*** Begin section ***
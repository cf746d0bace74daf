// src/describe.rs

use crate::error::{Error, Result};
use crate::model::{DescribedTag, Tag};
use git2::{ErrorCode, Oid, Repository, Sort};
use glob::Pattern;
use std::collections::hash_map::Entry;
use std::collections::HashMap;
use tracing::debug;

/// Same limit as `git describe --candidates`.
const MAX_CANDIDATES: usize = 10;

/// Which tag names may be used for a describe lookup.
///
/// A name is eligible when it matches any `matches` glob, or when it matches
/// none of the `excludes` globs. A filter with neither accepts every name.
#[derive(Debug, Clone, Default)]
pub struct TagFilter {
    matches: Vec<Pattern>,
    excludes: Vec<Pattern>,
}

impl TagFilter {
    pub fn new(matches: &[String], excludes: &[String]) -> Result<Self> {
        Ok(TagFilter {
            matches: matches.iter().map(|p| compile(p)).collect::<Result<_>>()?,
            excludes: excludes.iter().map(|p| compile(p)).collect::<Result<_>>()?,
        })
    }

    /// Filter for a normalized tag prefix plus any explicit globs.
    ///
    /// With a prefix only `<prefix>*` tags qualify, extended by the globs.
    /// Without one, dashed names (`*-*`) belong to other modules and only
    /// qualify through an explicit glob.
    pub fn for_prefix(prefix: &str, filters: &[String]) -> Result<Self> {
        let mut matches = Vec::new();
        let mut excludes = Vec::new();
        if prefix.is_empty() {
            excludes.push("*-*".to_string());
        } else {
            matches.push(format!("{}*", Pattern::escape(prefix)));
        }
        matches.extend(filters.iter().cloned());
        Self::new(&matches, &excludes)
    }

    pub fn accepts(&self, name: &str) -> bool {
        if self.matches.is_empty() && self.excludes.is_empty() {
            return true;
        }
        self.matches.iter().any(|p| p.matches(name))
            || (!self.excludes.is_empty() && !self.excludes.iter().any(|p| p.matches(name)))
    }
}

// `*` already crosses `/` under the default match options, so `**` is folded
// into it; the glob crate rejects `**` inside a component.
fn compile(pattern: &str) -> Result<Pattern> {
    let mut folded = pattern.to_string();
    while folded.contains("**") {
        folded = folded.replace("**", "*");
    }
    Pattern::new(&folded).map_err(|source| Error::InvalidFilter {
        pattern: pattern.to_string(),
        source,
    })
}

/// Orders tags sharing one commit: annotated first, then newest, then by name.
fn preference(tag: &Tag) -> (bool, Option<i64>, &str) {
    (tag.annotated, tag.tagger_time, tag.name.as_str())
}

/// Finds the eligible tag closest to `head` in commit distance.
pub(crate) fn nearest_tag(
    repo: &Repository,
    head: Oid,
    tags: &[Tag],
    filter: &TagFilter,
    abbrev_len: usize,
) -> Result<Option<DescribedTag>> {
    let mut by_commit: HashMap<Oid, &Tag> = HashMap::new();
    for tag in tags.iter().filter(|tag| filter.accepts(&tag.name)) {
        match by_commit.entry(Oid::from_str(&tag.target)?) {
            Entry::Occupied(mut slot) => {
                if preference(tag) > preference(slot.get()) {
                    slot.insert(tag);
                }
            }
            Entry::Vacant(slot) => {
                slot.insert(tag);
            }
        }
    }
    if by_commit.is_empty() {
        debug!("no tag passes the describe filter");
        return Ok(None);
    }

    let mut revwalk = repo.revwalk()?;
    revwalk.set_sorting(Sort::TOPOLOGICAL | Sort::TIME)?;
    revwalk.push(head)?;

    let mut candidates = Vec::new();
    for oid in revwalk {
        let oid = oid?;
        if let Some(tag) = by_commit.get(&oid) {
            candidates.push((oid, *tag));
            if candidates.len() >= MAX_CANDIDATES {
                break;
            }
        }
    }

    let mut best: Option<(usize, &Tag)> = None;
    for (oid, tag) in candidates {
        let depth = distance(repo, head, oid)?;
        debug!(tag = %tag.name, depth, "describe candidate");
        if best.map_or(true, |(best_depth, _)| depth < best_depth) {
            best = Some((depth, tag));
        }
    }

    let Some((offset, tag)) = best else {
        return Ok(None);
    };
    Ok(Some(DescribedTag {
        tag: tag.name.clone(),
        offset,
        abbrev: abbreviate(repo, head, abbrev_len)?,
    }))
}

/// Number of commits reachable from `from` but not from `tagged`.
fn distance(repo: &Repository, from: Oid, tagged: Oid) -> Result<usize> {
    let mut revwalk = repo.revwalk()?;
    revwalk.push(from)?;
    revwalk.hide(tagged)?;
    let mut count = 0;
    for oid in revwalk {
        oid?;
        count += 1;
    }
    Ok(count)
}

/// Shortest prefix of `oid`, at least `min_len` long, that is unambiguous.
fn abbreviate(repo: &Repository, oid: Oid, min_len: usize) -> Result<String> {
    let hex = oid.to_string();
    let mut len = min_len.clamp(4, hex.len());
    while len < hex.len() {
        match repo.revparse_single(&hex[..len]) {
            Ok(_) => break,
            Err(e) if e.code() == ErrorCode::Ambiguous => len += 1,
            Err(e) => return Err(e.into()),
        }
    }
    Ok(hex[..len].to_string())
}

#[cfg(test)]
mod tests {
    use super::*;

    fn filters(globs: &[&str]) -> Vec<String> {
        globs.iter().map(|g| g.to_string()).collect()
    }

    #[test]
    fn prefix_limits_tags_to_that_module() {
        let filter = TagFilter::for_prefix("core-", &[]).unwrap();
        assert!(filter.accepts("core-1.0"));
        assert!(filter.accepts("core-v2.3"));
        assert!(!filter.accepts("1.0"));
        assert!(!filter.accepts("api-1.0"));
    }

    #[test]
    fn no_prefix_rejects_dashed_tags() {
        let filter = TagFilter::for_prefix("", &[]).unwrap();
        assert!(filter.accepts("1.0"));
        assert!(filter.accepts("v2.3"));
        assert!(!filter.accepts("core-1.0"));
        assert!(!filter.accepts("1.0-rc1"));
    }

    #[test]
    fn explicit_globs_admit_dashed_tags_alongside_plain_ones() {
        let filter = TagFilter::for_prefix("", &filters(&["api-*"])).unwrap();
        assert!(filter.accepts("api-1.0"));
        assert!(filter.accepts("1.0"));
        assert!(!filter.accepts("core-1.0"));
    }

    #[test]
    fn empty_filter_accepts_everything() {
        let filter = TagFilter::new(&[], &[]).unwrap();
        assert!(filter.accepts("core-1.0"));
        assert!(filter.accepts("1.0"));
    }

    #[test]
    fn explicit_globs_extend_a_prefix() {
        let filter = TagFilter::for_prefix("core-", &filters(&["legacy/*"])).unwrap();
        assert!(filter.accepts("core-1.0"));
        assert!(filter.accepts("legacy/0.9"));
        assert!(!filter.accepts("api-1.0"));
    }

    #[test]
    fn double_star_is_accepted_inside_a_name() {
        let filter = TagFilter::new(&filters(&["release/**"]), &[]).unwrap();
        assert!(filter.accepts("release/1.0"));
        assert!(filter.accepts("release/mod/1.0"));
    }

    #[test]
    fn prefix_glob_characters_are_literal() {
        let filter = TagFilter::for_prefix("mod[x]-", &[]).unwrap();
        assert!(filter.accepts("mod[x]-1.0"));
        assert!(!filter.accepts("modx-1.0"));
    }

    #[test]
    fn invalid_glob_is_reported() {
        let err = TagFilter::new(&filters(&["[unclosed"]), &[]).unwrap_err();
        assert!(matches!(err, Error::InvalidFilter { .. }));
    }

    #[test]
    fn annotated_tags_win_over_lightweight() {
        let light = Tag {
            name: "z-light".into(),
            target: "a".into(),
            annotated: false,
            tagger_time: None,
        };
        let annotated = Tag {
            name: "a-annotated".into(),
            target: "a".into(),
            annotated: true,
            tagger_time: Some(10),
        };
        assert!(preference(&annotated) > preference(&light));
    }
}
*** End section ***
# [What the task requires]
Transcribe the material exactly, stopping after the "#[derive(Debug, Clone, Default)]" line.

# [Solved exercise]
repository cf746d0bace74daf
// src/describe.rs

use crate::error::{Error, Result};
use crate::model::{DescribedTag, Tag};
use git2::{ErrorCode, Oid, Repository, Sort};
use glob::Pattern;
use std::collections::hash_map::Entry;
use std::collections::HashMap;
use tracing::debug;

/// Same limit as `git describe --candidates`.
const MAX_CANDIDATES: usize = 10;

/// Which tag names may be used for a describe lookup.
///
/// A name is eligible when it matches any `matches` glob, or when it matches
/// none of the `excludes` globs. A filter with neither accepts every name.
#[derive(Debug, Clone, Default)]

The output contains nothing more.